I have often used the self-test I call “play the movie forward”. This is where I take a few seconds to predict possible outcomes to my answers. What will be the result of saying yes or no? I want to operate from a foundation of integrity, so I need to consider my answer carefully. It’s hard to tell someone “I don’t think that is going to work” in the moment, but it will preserve your reputation as a trustworthy person.

When it comes to relationships, this is particularly important. I have always felt that Nan has an endless amount of requests. And Nan would agree that she does. They are not unreasonable requests, just more than I can always accomplish in her time frame. So I must be thoughtful in my responses. It is better for me to endure the momentary discomfort of a turn-down, than the future possibility of disappointing her. The trick is to be firm, but kind.

Often the best answer can be a realistic offer of what you actually can do. There have been times when a client has been too specific on an appointment time that they desire. Our reply is to graciously offer any time slots that are open or supply a referral to another counselor that might have that time available.

When You Hear “No”

I would also ask if you are the kind of person that can take “no” for an answer. Are you too persistent or even hostile when met by a turn-down? Do you treat everyone as an equal or do you categorize come people as your servants? I am always horrified by how some people treat customer service representatives or service technicians. We are not to demean anyone, but treat everyone with respect.

I am ashamed to admit, but there was a time (in my pre-Christian days) that I had a measure of contempt for certain people. When I became a Christian I had to correct this. Whenever I encountered that sin within myself, I would say “This is a person that God loves and values as much as He does me.” It really helped to heal a corner of my heart.

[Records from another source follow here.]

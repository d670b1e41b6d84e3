use crate::codec::primitives::{get_u32, put_u32};
use crate::codec::validate::{check_protocol_version, check_request_id};
use crate::codec::{
    HeaderError, MessageId, MessageType, RequestId, ReturnCode, SessionHandling, SomeIpHeader,
};

pub const SD_SERVICE_ID: u16 = 0xFFFF;
pub const SD_METHOD_ID: u16 = 0x8100;
pub const SD_INTERFACE_VERSION: u8 = 0x01;
pub const SD_DEFAULT_PORT: u16 = 30490;

pub const REBOOT_FLAG: u8 = 0x80;
pub const UNICAST_FLAG: u8 = 0x40;

/// [PRS_SOMEIPSD_00016] SOME/IP header followed by the 4-byte SD preamble
/// (`flags:8 | reserved:24`).
#[derive(Debug, Clone, Copy, PartialEq, Eq)]
pub struct SdHeader {
    pub header: SomeIpHeader,
    pub preamble: u32,
}

impl SdHeader {
    pub const PREAMBLE_LENGTH: usize = 4;
    pub const HEADER_LENGTH: usize = SomeIpHeader::HEADER_LENGTH + Self::PREAMBLE_LENGTH;
    /// Header, preamble and the two (possibly zero) array length fields.
    pub const MIN_MESSAGE_LENGTH: usize = SomeIpHeader::HEADER_LENGTH + 12;

    /// An SD header with the fixed SD field values and the given flags; `length` is filled in by
    /// the builder.
    pub fn new(session_id: u16, reboot: bool, unicast: bool) -> Self {
        let mut flags = 0u8;
        if reboot {
            flags |= REBOOT_FLAG;
        }
        if unicast {
            flags |= UNICAST_FLAG;
        }
        SdHeader {
            header: SomeIpHeader::new(
                MessageId::new(SD_SERVICE_ID, SD_METHOD_ID),
                RequestId::new(0x0000, session_id),
                SD_INTERFACE_VERSION,
                MessageType::Notification,
                ReturnCode::Ok,
            ),
            preamble: u32::from(flags) << 24,
        }
    }

    pub fn flags(&self) -> u8 {
        (self.preamble >> 24) as u8
    }

    pub fn reboot(&self) -> bool {
        self.flags() & REBOOT_FLAG != 0
    }

    pub fn unicast(&self) -> bool {
        self.flags() & UNICAST_FLAG != 0
    }

    pub fn serialize(&self) -> [u8; 20] {
        let mut buffer = [0u8; 20];
        buffer[..16].copy_from_slice(&self.header.serialize());
        put_u32(&mut buffer, 16, self.preamble);
        buffer
    }

    pub fn deserialize(buffer: &[u8; 20]) -> Self {
        let mut header = [0u8; 16];
        header.copy_from_slice(&buffer[..16]);
        SdHeader {
            header: SomeIpHeader::deserialize(&header),
            preamble: get_u32(buffer, 16),
        }
    }

    pub fn parse(buffer: &[u8]) -> Option<Self> {
        buffer.first_chunk::<20>().map(Self::deserialize)
    }

    pub fn set_message_id(&mut self, id: MessageId) -> Result<(), HeaderError> {
        if !check_message_id(id) {
            return Err(HeaderError::InvalidMessageId(id));
        }
        self.header.message_id = id;
        Ok(())
    }

    pub fn set_request_id(&mut self, id: RequestId, handling: SessionHandling) -> Result<(), HeaderError> {
        if !check_request_id(id, handling) {
            return Err(HeaderError::InvalidRequestId(id));
        }
        self.header.request_id = id;
        Ok(())
    }

    pub fn set_protocol_version(&mut self, version: u8) -> Result<(), HeaderError> {
        if !check_protocol_version(version) {
            return Err(HeaderError::WrongProtocolVersion(version));
        }
        self.header.protocol_version = version;
        Ok(())
    }

    pub fn set_interface_version(&mut self, version: u8) -> Result<(), HeaderError> {
        if !check_interface_version(version) {
            return Err(HeaderError::WrongInterfaceVersion(version));
        }
        self.header.interface_version = version;
        Ok(())
    }

    pub fn set_message_type(&mut self, message_type: MessageType) -> Result<(), HeaderError> {
        if !check_message_type(message_type) {
            return Err(HeaderError::InvalidMessageType(message_type));
        }
        self.header.message_type = message_type;
        Ok(())
    }

    pub fn set_return_code(&mut self, code: ReturnCode) -> Result<(), HeaderError> {
        if !check_return_code(code) {
            return Err(HeaderError::InvalidReturnCode {
                message_type: self.header.message_type,
                code,
            });
        }
        self.header.return_code = code;
        Ok(())
    }

    pub fn set_preamble(&mut self, preamble: u32) -> Result<(), HeaderError> {
        if !check_preamble(preamble) {
            return Err(HeaderError::ReservedFlagsSet(preamble));
        }
        self.preamble = preamble;
        Ok(())
    }

    pub fn validate(&self, handling: SessionHandling) -> Result<(), HeaderError> {
        let h = &self.header;
        if !check_message_id(h.message_id) {
            return Err(HeaderError::InvalidMessageId(h.message_id));
        }
        if !check_request_id(h.request_id, handling) {
            return Err(HeaderError::InvalidRequestId(h.request_id));
        }
        if !check_protocol_version(h.protocol_version) {
            return Err(HeaderError::WrongProtocolVersion(h.protocol_version));
        }
        if !check_interface_version(h.interface_version) {
            return Err(HeaderError::WrongInterfaceVersion(h.interface_version));
        }
        if !check_message_type(h.message_type) {
            return Err(HeaderError::InvalidMessageType(h.message_type));
        }
        if !check_return_code(h.return_code) {
            return Err(HeaderError::InvalidReturnCode {
                message_type: h.message_type,
                code: h.return_code,
            });
        }
        if !check_preamble(self.preamble) {
            return Err(HeaderError::ReservedFlagsSet(self.preamble));
        }
        Ok(())
    }
}

pub fn check_message_id(id: MessageId) -> bool {
    id.service_id == SD_SERVICE_ID && id.method_id == SD_METHOD_ID
}

pub fn check_interface_version(version: u8) -> bool {
    version == SD_INTERFACE_VERSION
}

pub fn check_message_type(message_type: MessageType) -> bool {
    message_type == MessageType::Notification
}

pub fn check_return_code(code: ReturnCode) -> bool {
    code == ReturnCode::Ok
}

/// Only the reboot and unicast bits may be set.
pub fn check_preamble(preamble: u32) -> bool {
    let allowed = u32::from(REBOOT_FLAG | UNICAST_FLAG) << 24;
    preamble & !allowed == 0
}
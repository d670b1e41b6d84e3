use super::RuntimeError;
use serde::Deserialize;
use std::collections::HashMap;
use std::fs::File;
use std::io::BufReader;
use std::net::Ipv4Addr;
use std::path::Path;

/// Limits of the request/response side of the stack.
#[derive(Debug, Deserialize, Clone)]
pub struct StackConfig {
    #[serde(default = "default_true")]
    pub session_handling: bool,
    #[serde(default = "default_max_services")]
    pub max_services: usize,
    /// Methods per service.
    #[serde(default = "default_max_methods")]
    pub max_methods: usize,
    #[serde(default = "default_tx_pool_size")]
    pub tx_pool_size: usize,
    /// Bytes per tx buffer, clamped to 16..=1400.
    #[serde(default = "default_tx_block_size")]
    pub tx_block_size: usize,
    #[serde(default = "default_unicast_port")]
    pub unicast_port: u16,
}

impl Default for StackConfig {
    fn default() -> Self {
        StackConfig {
            session_handling: default_true(),
            max_services: default_max_services(),
            max_methods: default_max_methods(),
            tx_pool_size: default_tx_pool_size(),
            tx_block_size: default_tx_block_size(),
            unicast_port: default_unicast_port(),
        }
    }
}

/// Service Discovery Configuration
#[derive(Debug, Deserialize, Clone)]
pub struct SdConfig {
    #[serde(default = "default_true")]
    pub enabled: bool,
    #[serde(default = "default_multicast_ip")]
    pub multicast_ip: Ipv4Addr,
    /// 0 falls back to 30490.
    #[serde(default = "default_sd_port")]
    pub port: u16,
    #[serde(default = "default_max_remote_services")]
    pub max_remote_services: usize,
    /// Entries/options decoded per SD message.
    #[serde(default = "default_max_entries")]
    pub max_entries: usize,
    #[serde(default = "default_tick_interval")]
    pub tick_interval_ms: u64,
    /// Seconds announced in our Offers.
    #[serde(default = "default_offer_ttl")]
    pub offer_ttl: u32,
}

impl Default for SdConfig {
    fn default() -> Self {
        SdConfig {
            enabled: default_true(),
            multicast_ip: default_multicast_ip(),
            port: default_sd_port(),
            max_remote_services: default_max_remote_services(),
            max_entries: default_max_entries(),
            tick_interval_ms: default_tick_interval(),
            offer_ttl: default_offer_ttl(),
        }
    }
}

#[derive(Debug, Deserialize, Clone)]
pub struct ServiceConfig {
    pub service_id: u16,
    #[serde(default = "default_instance_id")]
    pub instance_id: u16,
    #[serde(default = "default_major_version")]
    pub major_version: u8,
    #[serde(default)]
    pub minor_version: u32,
    #[serde(default = "default_interface_version")]
    pub interface_version: u8,
    /// Falls back to `stack.unicast_port`.
    pub port: Option<u16>,
}

fn default_true() -> bool { true }
fn default_max_services() -> usize { 8 }
fn default_max_methods() -> usize { 8 }
fn default_tx_pool_size() -> usize { 8 }
fn default_tx_block_size() -> usize { 1400 }
fn default_unicast_port() -> u16 { 5005 }
fn default_multicast_ip() -> Ipv4Addr { Ipv4Addr::new(224, 224, 224, 245) }
fn default_sd_port() -> u16 { 30490 }
fn default_max_remote_services() -> usize { 8 }
fn default_max_entries() -> usize { 8 }
fn default_tick_interval() -> u64 { 1000 }
fn default_offer_ttl() -> u32 { 3 }
fn default_instance_id() -> u16 { 1 }
fn default_major_version() -> u8 { 1 }
fn default_interface_version() -> u8 { 1 }

#[derive(Debug, Deserialize, Clone)]
pub struct InstanceConfig {
    /// Local unicast address; also the interface the SD group is joined on.
    pub ip: Ipv4Addr,
    #[serde(default)]
    pub stack: StackConfig,
    #[serde(default)]
    pub sd: SdConfig,
    #[serde(default)]
    pub providing: HashMap<String, ServiceConfig>,
}

impl InstanceConfig {
    /// Instance on `ip` with default settings and nothing provided.
    pub fn new(ip: Ipv4Addr) -> Self {
        InstanceConfig {
            ip,
            stack: StackConfig::default(),
            sd: SdConfig::default(),
            providing: HashMap::new(),
        }
    }
}

#[derive(Debug, Deserialize, Clone)]
pub struct SystemConfig {
    pub instances: HashMap<String, InstanceConfig>,
}

impl SystemConfig {
    pub fn load(path: impl AsRef<Path>) -> Result<Self, RuntimeError> {
        let file = File::open(path)?;
        let config = serde_json::from_reader(BufReader::new(file))?;
        Ok(config)
    }

    pub fn from_json(json: &str) -> Result<Self, RuntimeError> {
        Ok(serde_json::from_str(json)?)
    }

    pub fn instance(&self, name: &str) -> Result<&InstanceConfig, RuntimeError> {
        self.instances
            .get(name)
            .ok_or_else(|| RuntimeError::UnknownInstance(name.to_string()))
    }
}
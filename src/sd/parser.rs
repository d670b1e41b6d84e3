//! Inbound SD payload decoding.
//!
//! The payload is read under a single-entry/single-option model: entry `i` is paired with option
//! `i` and the option run indices inside the entry are not followed. Messages carrying any option
//! other than an IPv4 endpoint are rejected as a whole.

use super::entries::{EntryType, ServiceEntry};
use super::options::{Ipv4EndpointOption, OptionType};
use super::packet::SdHeader;
use super::registry::RemoteServiceRegistry;
use crate::codec::primitives::get_u32;
use crate::codec::{HeaderError, SessionHandling};
use log::debug;
use thiserror::Error;

#[derive(Debug, Clone, Copy, PartialEq, Eq, Error)]
pub enum SdError {
    #[error("sd datagram of {0} bytes is shorter than the minimal sd message")]
    TooShort(usize),
    #[error("invalid sd header: {0}")]
    Header(#[from] HeaderError),
    #[error("length field announces {announced} bytes, datagram has {actual}")]
    LengthMismatch { announced: usize, actual: usize },
    #[error("entries or options array runs past the end of the datagram")]
    Truncated,
    #[error("unsupported sd option type 0x{0:02x}")]
    UnsupportedOption(u8),
}

/// What the remote registry should do with a received entry.
#[derive(Debug, Clone, Copy, PartialEq, Eq, Default)]
pub enum EntryAction {
    #[default]
    None,
    /// Offer for a service not cached yet.
    Save,
    /// Offer refreshing a cached service.
    Update,
    /// StopOffer for a cached service.
    Delete,
    /// Find; answered by the caller, not the registry.
    Provide,
}

#[derive(Debug, Clone, Copy, PartialEq, Eq, Default)]
pub enum OptionAction {
    #[default]
    None,
    Save,
}

#[derive(Debug, Clone, Copy, PartialEq, Eq, Default)]
pub struct ReceivedService {
    pub entry: ServiceEntry,
    pub entry_action: EntryAction,
    pub option: Ipv4EndpointOption,
    pub option_action: OptionAction,
    pub used: bool,
}

/// Scratch table one SD message is decoded into before it is resolved against the registry.
#[derive(Debug, Clone)]
pub struct ReceivedServices {
    slots: Vec<ReceivedService>,
}

impl ReceivedServices {
    pub fn new(capacity: usize) -> Self {
        ReceivedServices {
            slots: vec![ReceivedService::default(); capacity],
        }
    }

    pub fn capacity(&self) -> usize {
        self.slots.len()
    }

    pub fn clear(&mut self) {
        self.slots.fill(ReceivedService::default());
    }

    pub fn slots(&self) -> &[ReceivedService] {
        &self.slots
    }

    pub fn used(&self) -> impl Iterator<Item = &ReceivedService> {
        self.slots.iter().filter(|slot| slot.used)
    }

    /// Entries the peer asked about with a Find.
    pub fn provide_requests(&self) -> impl Iterator<Item = &ServiceEntry> {
        self.used()
            .filter(|slot| slot.entry_action == EntryAction::Provide)
            .map(|slot| &slot.entry)
    }
}

/// Checks the SD framing of a whole datagram and returns its header and the payload behind the
/// preamble.
pub fn parse_datagram(data: &[u8], handling: SessionHandling) -> Result<(SdHeader, &[u8]), SdError> {
    if data.len() < SdHeader::MIN_MESSAGE_LENGTH {
        return Err(SdError::TooShort(data.len()));
    }
    let header = SdHeader::parse(data).ok_or(SdError::TooShort(data.len()))?;
    header.validate(handling)?;

    let announced = header.header.total_length();
    if announced != data.len() {
        return Err(SdError::LengthMismatch {
            announced,
            actual: data.len(),
        });
    }
    Ok((header, &data[SdHeader::HEADER_LENGTH..]))
}

/// Decides what a single entry means given what the registry already knows.
pub fn classify_entry(entry: &ServiceEntry, registry: &RemoteServiceRegistry) -> EntryAction {
    match entry.entry_type {
        EntryType::FindService => EntryAction::Provide,
        EntryType::OfferService => {
            let known = registry
                .lookup(entry.service_id, entry.instance_id, entry.major_version)
                .is_some();
            match (entry.ttl, known) {
                (0, true) => EntryAction::Delete,
                (0, false) => EntryAction::None,
                (_, true) => EntryAction::Update,
                (_, false) => EntryAction::Save,
            }
        }
        EntryType::Other(_) => EntryAction::None,
    }
}

/// Decodes the entries and options arrays into `received`, returning the number of used slots.
///
/// Counts beyond the table capacity are dropped. `received` is left cleared when the payload is
/// rejected.
pub fn parse_payload(
    payload: &[u8],
    registry: &RemoteServiceRegistry,
    received: &mut ReceivedServices,
) -> Result<usize, SdError> {
    received.clear();

    let (entries, options) = split_arrays(payload)?;
    let capacity = received.capacity();
    let entry_count = (entries.len() / ServiceEntry::LENGTH).min(capacity);
    let option_count = (options.len() / Ipv4EndpointOption::LENGTH).min(capacity);

    let decoded_options = move || {
        options
            .chunks_exact(Ipv4EndpointOption::LENGTH)
            .take(option_count)
            .filter_map(|chunk| chunk.first_chunk::<12>())
            .map(Ipv4EndpointOption::deserialize)
    };
    // Reject before touching the table
    if let Some(bad) = decoded_options().find(|o| o.option_type != OptionType::Ipv4Endpoint) {
        return Err(SdError::UnsupportedOption(bad.option_type.into()));
    }

    let entries = entries
        .chunks_exact(ServiceEntry::LENGTH)
        .take(entry_count)
        .filter_map(|chunk| chunk.first_chunk::<16>())
        .map(ServiceEntry::deserialize);

    for (slot, entry) in received.slots.iter_mut().zip(entries) {
        slot.entry = entry;
        slot.entry_action = classify_entry(&entry, registry);
    }
    for (slot, option) in received.slots.iter_mut().zip(decoded_options()) {
        slot.option = option;
        slot.option_action = OptionAction::Save;
    }

    let mut used = 0;
    for slot in received.slots.iter_mut() {
        slot.used = slot.entry_action != EntryAction::None || slot.option_action != OptionAction::None;
        if slot.used {
            used += 1;
        }
    }
    debug!(target: "someip::sd", "decoded {} entries, {} options, {} used", entry_count, option_count, used);
    Ok(used)
}

fn split_arrays(payload: &[u8]) -> Result<(&[u8], &[u8]), SdError> {
    let entries_len = read_length(payload, 0)?;
    let entries_start: usize = 4;
    let entries_end = entries_start
        .checked_add(entries_len)
        .ok_or(SdError::Truncated)?;
    if entries_end > payload.len() {
        return Err(SdError::Truncated);
    }

    let options_len = read_length(payload, entries_end)?;
    let options_start = entries_end + 4;
    let options_end = options_start
        .checked_add(options_len)
        .ok_or(SdError::Truncated)?;
    if options_end > payload.len() {
        return Err(SdError::Truncated);
    }

    Ok((
        &payload[entries_start..entries_end],
        &payload[options_start..options_end],
    ))
}

fn read_length(payload: &[u8], offset: usize) -> Result<usize, SdError> {
    if payload.len() < offset.saturating_add(4) {
        return Err(SdError::Truncated);
    }
    Ok(get_u32(payload, offset) as usize)
}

If you are one of the people who struggle with saying or hearing no, I suggest you read any of the “Boundaries” books by Henry Cloud and John Townsend. It might really help you feel good about setting limits.

Just say a simple, ‘Yes, I will,’ or ‘No, I won’t.’ Anything beyond this is from the evil one. Matthew 5:37 (NLT)

Don’t be selfish; don’t try to impress others. Be humble, thinking of others as better than yourselves. Philippians 2:3 (NLT)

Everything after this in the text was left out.